Ouyang Guang, Sommer Werner, Zhou Changsong
Department of Physics, Hong Kong Baptist University, Kowloon Tong, Hong Kong; Centre for Nonlinear Studies and The Beijing-Hong Kong-Singapore Joint Centre for Nonlinear and Complex Systems (Hong Kong), Institute of Computational and Theoretical Studies, Hong Kong Baptist University, Kowloon Tong, Hong Kong.
Department of Psychology, Humboldt-Universität zu Berlin, D-10099 Berlin, Germany.
J Neurosci Methods. 2015 Jul 30;250:7-21. doi: 10.1016/j.jneumeth.2014.10.009. Epub 2014 Oct 23.
Conventionally, event-related brain potentials (ERPs) are obtained by averaging a number of single trials. This can be problematic due to trial-to-trial latency variability. Residue iteration decomposition (RIDE) was developed to decompose ERPs into component clusters with different latency variability and to re-synchronize the separated components into a reconstructed ERP.
RIDE has been continuously upgraded and now converges to a robust version. We describe the principles of RIDE and detailed algorithms of the functional modules of a toolbox. We give recommendations and provide caveats for using RIDE from both methodological and psychological perspectives.
RIDE was applied to several data samples to demonstrate its ability to decompose and reconstruct latency-variable components of ERPs and to retrieve single trial variability information. Different functionalities of RIDE were shown in appropriate examples.
RIDE employs several modules to achieve a robust decomposition of ERP. As main innovations RIDE (1) is able to extract components based on the combination of known event markers and estimated latencies, (2) prevents distortions much more effectively than previous methods based on least-square algorithms, and (3) allows time window confinements to target relevant components associated with sub-processes of interest.
RIDE is a convenient method that decomposes ERPs and provides single trial analysis, yielding rich information about sub-components, and that reconstructs ERPs, more closely reflecting the combined activity of single trial ERPs. The outcomes of RIDE provide new dimensions to study brain-behavior relationships based on EEG data.

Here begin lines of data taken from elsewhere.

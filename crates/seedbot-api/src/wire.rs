//! OpenAI Chat Completions wire format and conversion to canonical types.

use seedbot_types::{
    ApiError, ChatMessage, FinishReason, ModelRequest, ModelResponse, ToolCall, Usage,
};
use serde::{Deserialize, Serialize};
use serde_json::Value;

/// Request body for `POST /v1/chat/completions`.
#[derive(Debug, Clone, Serialize)]
pub struct ChatCompletionRequest {
    pub model: String,
    pub messages: Vec<WireMessage>,
    #[serde(skip_serializing_if = "Option::is_none")]
    pub tools: Option<Vec<WireTool>>,
    #[serde(skip_serializing_if = "Option::is_none")]
    pub temperature: Option<f32>,
    #[serde(skip_serializing_if = "Option::is_none")]
    pub max_tokens: Option<u32>,
}

#[derive(Debug, Clone, Serialize)]
pub struct WireMessage {
    pub role: &'static str,
    #[serde(skip_serializing_if = "Option::is_none")]
    pub content: Option<String>,
    #[serde(skip_serializing_if = "Option::is_none")]
    pub tool_call_id: Option<String>,
    #[serde(skip_serializing_if = "Option::is_none")]
    pub tool_calls: Option<Vec<WireToolCall>>,
}

impl WireMessage {
    fn text(role: &'static str, content: impl Into<String>) -> Self {
        Self {
            role,
            content: Some(content.into()),
            tool_call_id: None,
            tool_calls: None,
        }
    }
}

#[derive(Debug, Clone, Serialize, Deserialize)]
pub struct WireToolCall {
    pub id: String,
    #[serde(rename = "type", default = "function_type")]
    pub call_type: String,
    pub function: WireFunctionCall,
}

#[derive(Debug, Clone, Serialize, Deserialize)]
pub struct WireFunctionCall {
    pub name: String,
    /// JSON-encoded arguments, as a string.
    pub arguments: String,
}

#[derive(Debug, Clone, Serialize)]
pub struct WireTool {
    #[serde(rename = "type")]
    pub tool_type: &'static str,
    pub function: WireFunction,
}

#[derive(Debug, Clone, Serialize)]
pub struct WireFunction {
    pub name: String,
    pub description: String,
    pub parameters: Value,
}

/// Response body from `POST /v1/chat/completions`.
#[derive(Debug, Clone, Deserialize)]
pub struct ChatCompletionResponse {
    pub choices: Vec<WireChoice>,
    #[serde(default)]
    pub usage: Option<WireUsage>,
}

#[derive(Debug, Clone, Deserialize)]
pub struct WireChoice {
    pub message: WireResponseMessage,
    #[serde(default)]
    pub finish_reason: Option<String>,
}

#[derive(Debug, Clone, Deserialize)]
pub struct WireResponseMessage {
    #[serde(default)]
    pub content: Option<String>,
    #[serde(default)]
    pub tool_calls: Option<Vec<WireToolCall>>,
}

#[derive(Debug, Clone, Deserialize)]
pub struct WireUsage {
    #[serde(default)]
    pub prompt_tokens: u64,
    #[serde(default)]
    pub completion_tokens: u64,
}

fn function_type() -> String {
    "function".to_string()
}

impl ChatCompletionRequest {
    /// Translate a canonical request. The system instruction becomes the
    /// leading `system` message.
    pub fn from_model_request(request: &ModelRequest) -> Self {
        let mut messages = Vec::with_capacity(request.messages.len() + 1);
        if let Some(system) = &request.system {
            messages.push(WireMessage::text("system", system.clone()));
        }

        for msg in &request.messages {
            let wire = match msg {
                ChatMessage::User { text } => WireMessage::text("user", text.clone()),
                ChatMessage::Assistant { text, tool_calls } => WireMessage {
                    role: "assistant",
                    content: text.clone(),
                    tool_call_id: None,
                    tool_calls: if tool_calls.is_empty() {
                        None
                    } else {
                        Some(tool_calls.iter().map(to_wire_call).collect())
                    },
                },
                ChatMessage::ToolResult {
                    call_id, content, ..
                } => WireMessage {
                    role: "tool",
                    content: Some(content.clone()),
                    tool_call_id: Some(call_id.clone()),
                    tool_calls: None,
                },
            };
            messages.push(wire);
        }

        let tools = if request.tools.is_empty() {
            None
        } else {
            Some(
                request
                    .tools
                    .iter()
                    .map(|t| WireTool {
                        tool_type: "function",
                        function: WireFunction {
                            name: t.name.clone(),
                            description: t.description.clone(),
                            parameters: t.input_schema.clone(),
                        },
                    })
                    .collect(),
            )
        };

        Self {
            model: request.model.clone(),
            messages,
            tools,
            temperature: request.temperature,
            max_tokens: request.max_tokens,
        }
    }
}

impl ChatCompletionResponse {
    /// Convert the first choice into a canonical response.
    pub fn into_model_response(self) -> Result<ModelResponse, ApiError> {
        let choice = self
            .choices
            .into_iter()
            .next()
            .ok_or_else(|| ApiError::MalformedResponse("response contained no choices".into()))?;

        let tool_calls = choice
            .message
            .tool_calls
            .unwrap_or_default()
            .into_iter()
            .map(from_wire_call)
            .collect();

        let usage = self
            .usage
            .map(|u| Usage {
                input_tokens: u.prompt_tokens,
                output_tokens: u.completion_tokens,
            })
            .unwrap_or_default();

        Ok(ModelResponse {
            text: choice.message.content.filter(|c| !c.is_empty()),
            tool_calls,
            finish_reason: choice
                .finish_reason
                .as_deref()
                .map(FinishReason::from_provider)
                .unwrap_or(FinishReason::Other),
            usage,
        })
    }
}

fn to_wire_call(call: &ToolCall) -> WireToolCall {
    WireToolCall {
        id: call.id.clone(),
        call_type: function_type(),
        function: WireFunctionCall {
            name: call.name.clone(),
            arguments: call.arguments.to_string(),
        },
    }
}

/// Arguments that are not valid JSON are passed through as a string so the
/// tool reports the problem back to the model.
fn from_wire_call(call: WireToolCall) -> ToolCall {
    let arguments = serde_json::from_str(&call.function.arguments)
        .unwrap_or(Value::String(call.function.arguments));
    ToolCall {
        id: call.id,
        name: call.function.name,
        arguments,
    }
}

传统上,事件相关脑电位(ERP)是通过对多个单次试验进行平均获得的。由于试验间潜伏期的变异性,这可能会产生问题。残差迭代分解(RIDE)技术被开发出来,用于将ERP分解为具有不同潜伏期变异性的成分簇,并将分离出的成分重新同步为一个重建的ERP。
RIDE不断升级,现在已发展为一个稳健的版本。我们描述了RIDE的原理以及一个工具箱功能模块的详细算法。我们从方法学和心理学角度给出使用RIDE的建议并提供注意事项。
RIDE被应用于几个数据样本,以证明其分解和重建ERP潜伏期可变成分以及获取单次试验变异性信息的能力。在适当的例子中展示了RIDE的不同功能。
RIDE采用多个模块来实现对ERP的稳健分解。作为主要创新点,RIDE(1)能够基于已知事件标记和估计潜伏期的组合来提取成分,(2)比基于最小二乘算法的先前方法更有效地防止失真,(3)允许对时间窗口进行限制,以针对与感兴趣的子过程相关的目标成分。
RIDE是一种方便的方法,它可以分解ERP并提供单次试验分析,产生关于子成分的丰富信息,并且能够重建ERP,更紧密地反映单次试验ERP的综合活动。RIDE的结果为基于脑电图数据研究脑-行为关系提供了新的维度。